* [Problem to solve]:
Copy all lines below that use the word "positions".
START Available records
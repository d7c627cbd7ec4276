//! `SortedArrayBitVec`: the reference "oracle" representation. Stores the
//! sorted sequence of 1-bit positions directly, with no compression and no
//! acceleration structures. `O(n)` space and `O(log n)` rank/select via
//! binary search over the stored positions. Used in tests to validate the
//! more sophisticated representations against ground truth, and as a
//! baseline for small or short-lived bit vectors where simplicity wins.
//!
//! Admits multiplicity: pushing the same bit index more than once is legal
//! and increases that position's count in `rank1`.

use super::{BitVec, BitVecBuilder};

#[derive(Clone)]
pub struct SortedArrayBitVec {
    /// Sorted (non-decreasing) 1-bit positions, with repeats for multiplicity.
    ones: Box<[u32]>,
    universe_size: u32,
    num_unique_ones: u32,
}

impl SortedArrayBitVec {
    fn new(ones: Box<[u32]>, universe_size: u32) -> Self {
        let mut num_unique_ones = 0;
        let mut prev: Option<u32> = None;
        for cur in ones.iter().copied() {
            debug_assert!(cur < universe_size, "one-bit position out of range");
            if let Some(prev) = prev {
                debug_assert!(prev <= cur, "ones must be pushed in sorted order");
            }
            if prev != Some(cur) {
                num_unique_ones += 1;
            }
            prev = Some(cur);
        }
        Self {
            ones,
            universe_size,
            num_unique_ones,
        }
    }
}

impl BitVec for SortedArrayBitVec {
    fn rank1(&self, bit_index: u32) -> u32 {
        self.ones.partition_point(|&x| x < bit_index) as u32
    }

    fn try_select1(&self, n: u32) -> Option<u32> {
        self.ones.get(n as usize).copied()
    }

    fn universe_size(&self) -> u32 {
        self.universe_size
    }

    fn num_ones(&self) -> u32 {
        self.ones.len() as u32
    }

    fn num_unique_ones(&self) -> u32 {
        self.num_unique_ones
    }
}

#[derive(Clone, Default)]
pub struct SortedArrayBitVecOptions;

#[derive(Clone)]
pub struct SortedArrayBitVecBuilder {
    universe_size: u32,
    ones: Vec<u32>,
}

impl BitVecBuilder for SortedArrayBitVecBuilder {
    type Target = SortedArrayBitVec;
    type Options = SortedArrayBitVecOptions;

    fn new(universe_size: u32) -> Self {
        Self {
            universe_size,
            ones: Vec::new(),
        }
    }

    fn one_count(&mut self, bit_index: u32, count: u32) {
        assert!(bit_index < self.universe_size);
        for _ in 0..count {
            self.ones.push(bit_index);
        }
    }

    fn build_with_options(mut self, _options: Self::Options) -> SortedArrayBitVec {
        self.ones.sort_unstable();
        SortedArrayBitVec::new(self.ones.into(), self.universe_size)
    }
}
END Available records
START Available records
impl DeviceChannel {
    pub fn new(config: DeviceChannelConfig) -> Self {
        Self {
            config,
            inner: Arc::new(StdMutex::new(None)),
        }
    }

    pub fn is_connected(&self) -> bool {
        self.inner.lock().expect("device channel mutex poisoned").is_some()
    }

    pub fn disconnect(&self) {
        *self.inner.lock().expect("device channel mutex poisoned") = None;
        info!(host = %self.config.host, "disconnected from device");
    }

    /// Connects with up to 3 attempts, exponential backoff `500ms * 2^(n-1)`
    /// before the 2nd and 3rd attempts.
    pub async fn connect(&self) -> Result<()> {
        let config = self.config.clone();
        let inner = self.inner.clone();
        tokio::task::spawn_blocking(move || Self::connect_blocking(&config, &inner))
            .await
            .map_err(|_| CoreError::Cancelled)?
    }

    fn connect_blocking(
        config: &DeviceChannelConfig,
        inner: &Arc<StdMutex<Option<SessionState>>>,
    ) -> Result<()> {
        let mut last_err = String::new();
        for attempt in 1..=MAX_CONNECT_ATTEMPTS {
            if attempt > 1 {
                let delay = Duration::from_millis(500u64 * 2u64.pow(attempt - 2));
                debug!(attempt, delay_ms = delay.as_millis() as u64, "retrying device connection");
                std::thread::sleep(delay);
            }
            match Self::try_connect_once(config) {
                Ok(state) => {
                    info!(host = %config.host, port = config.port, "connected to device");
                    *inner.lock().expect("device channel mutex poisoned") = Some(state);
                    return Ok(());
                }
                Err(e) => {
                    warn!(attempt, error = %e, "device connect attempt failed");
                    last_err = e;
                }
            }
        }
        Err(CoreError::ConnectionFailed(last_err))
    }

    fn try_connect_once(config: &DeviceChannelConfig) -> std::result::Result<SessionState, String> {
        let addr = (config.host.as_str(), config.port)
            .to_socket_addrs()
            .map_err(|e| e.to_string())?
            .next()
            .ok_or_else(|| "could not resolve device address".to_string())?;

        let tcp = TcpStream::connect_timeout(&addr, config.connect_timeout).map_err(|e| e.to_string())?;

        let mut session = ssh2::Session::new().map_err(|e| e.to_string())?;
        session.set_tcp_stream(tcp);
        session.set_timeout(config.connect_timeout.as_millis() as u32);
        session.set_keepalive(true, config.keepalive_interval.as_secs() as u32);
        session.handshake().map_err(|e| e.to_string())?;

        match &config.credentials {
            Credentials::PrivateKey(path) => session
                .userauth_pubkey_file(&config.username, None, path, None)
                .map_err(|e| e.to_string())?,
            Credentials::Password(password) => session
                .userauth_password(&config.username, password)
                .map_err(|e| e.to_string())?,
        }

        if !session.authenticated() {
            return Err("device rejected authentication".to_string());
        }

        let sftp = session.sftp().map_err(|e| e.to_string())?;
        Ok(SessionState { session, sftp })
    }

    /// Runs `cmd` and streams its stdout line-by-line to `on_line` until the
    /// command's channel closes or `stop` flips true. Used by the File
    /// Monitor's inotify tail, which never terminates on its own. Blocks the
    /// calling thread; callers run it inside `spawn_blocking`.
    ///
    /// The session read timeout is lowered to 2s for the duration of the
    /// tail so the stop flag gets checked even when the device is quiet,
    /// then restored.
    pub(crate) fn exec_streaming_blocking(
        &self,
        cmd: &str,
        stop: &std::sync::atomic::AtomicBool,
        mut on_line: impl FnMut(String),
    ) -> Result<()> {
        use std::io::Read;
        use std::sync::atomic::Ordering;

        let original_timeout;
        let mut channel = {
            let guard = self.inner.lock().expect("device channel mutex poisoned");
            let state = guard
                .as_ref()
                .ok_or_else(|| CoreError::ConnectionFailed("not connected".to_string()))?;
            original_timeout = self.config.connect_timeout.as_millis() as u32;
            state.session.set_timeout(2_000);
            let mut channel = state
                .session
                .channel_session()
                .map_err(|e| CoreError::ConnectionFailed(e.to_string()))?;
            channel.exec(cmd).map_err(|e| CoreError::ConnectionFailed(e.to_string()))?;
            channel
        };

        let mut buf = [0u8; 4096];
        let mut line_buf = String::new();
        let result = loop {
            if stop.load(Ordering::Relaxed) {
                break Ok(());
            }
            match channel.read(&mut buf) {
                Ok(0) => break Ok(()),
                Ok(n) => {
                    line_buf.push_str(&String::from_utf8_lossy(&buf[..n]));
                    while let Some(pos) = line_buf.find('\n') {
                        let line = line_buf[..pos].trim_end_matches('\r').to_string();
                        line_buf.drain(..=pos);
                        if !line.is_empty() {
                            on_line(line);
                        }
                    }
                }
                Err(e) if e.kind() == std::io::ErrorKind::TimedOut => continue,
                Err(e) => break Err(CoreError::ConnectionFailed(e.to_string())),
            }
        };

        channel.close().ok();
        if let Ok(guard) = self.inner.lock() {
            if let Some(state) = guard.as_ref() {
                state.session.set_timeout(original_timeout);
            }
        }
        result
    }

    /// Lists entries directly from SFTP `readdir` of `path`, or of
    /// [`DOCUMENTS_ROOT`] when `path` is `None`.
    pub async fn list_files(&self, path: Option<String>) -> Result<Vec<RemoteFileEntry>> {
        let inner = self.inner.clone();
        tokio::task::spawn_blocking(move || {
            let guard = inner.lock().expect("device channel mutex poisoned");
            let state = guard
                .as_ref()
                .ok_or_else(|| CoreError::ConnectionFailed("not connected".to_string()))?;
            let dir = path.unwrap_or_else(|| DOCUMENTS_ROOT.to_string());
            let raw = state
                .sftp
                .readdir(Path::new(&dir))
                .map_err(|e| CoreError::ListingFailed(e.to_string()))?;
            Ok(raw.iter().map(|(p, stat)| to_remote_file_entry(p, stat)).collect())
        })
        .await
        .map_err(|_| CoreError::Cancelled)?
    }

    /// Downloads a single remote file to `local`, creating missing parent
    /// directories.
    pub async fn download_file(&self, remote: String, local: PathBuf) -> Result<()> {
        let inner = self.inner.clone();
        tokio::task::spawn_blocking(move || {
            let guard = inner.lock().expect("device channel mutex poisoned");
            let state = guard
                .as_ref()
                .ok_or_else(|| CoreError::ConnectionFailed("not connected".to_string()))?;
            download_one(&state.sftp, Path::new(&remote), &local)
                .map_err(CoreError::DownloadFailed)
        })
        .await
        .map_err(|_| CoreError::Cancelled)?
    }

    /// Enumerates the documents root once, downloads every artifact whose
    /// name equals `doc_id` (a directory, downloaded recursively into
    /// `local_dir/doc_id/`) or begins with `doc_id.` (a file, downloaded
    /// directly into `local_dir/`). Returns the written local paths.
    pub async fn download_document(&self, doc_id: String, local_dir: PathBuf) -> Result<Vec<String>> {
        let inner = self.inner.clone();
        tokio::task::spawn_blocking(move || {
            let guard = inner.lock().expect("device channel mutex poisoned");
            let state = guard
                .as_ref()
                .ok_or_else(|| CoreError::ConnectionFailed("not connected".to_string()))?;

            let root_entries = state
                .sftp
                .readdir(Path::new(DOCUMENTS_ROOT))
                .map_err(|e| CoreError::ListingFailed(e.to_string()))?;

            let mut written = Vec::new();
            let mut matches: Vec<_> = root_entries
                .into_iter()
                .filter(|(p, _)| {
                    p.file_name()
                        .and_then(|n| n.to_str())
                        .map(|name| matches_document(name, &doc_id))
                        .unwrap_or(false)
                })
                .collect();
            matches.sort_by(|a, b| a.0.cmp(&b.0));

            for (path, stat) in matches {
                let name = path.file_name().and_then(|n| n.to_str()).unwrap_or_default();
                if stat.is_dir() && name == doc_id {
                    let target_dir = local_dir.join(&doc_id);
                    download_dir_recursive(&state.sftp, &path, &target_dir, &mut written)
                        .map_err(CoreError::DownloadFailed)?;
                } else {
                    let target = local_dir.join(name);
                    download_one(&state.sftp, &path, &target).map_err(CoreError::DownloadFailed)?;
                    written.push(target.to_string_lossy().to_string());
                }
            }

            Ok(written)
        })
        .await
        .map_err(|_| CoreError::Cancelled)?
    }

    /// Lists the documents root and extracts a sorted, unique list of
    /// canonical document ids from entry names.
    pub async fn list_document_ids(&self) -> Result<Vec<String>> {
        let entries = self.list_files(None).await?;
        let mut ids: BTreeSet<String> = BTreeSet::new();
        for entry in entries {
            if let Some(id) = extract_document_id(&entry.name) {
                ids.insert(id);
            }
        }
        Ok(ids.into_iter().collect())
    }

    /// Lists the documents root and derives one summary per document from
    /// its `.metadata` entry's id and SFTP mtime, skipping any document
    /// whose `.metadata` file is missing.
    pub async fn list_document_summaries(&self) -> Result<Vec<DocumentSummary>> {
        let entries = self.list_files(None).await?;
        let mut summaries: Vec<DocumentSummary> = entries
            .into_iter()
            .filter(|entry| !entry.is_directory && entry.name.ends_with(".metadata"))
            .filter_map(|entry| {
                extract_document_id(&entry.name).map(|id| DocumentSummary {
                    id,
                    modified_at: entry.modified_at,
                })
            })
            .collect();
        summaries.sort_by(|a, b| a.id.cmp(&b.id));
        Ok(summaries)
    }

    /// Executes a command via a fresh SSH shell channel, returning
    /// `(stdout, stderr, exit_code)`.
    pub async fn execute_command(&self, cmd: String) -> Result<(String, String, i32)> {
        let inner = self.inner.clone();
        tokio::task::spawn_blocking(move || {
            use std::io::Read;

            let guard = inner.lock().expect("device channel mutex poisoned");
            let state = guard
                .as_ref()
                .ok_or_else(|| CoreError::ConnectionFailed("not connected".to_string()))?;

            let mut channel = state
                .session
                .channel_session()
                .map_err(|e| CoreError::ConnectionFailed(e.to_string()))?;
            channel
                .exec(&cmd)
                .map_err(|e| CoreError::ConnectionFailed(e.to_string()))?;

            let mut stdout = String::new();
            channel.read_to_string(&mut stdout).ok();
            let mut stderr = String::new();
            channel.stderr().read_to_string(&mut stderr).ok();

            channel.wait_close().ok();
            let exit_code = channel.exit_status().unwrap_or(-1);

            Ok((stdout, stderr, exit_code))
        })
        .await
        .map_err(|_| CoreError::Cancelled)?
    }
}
END Available records
* [Task result]:
//! sorted sequence of 1-bit positions directly, with no compression and no
//! binary search over the stored positions. Used in tests to validate the
    /// Sorted (non-decreasing) 1-bit positions, with repeats for multiplicity.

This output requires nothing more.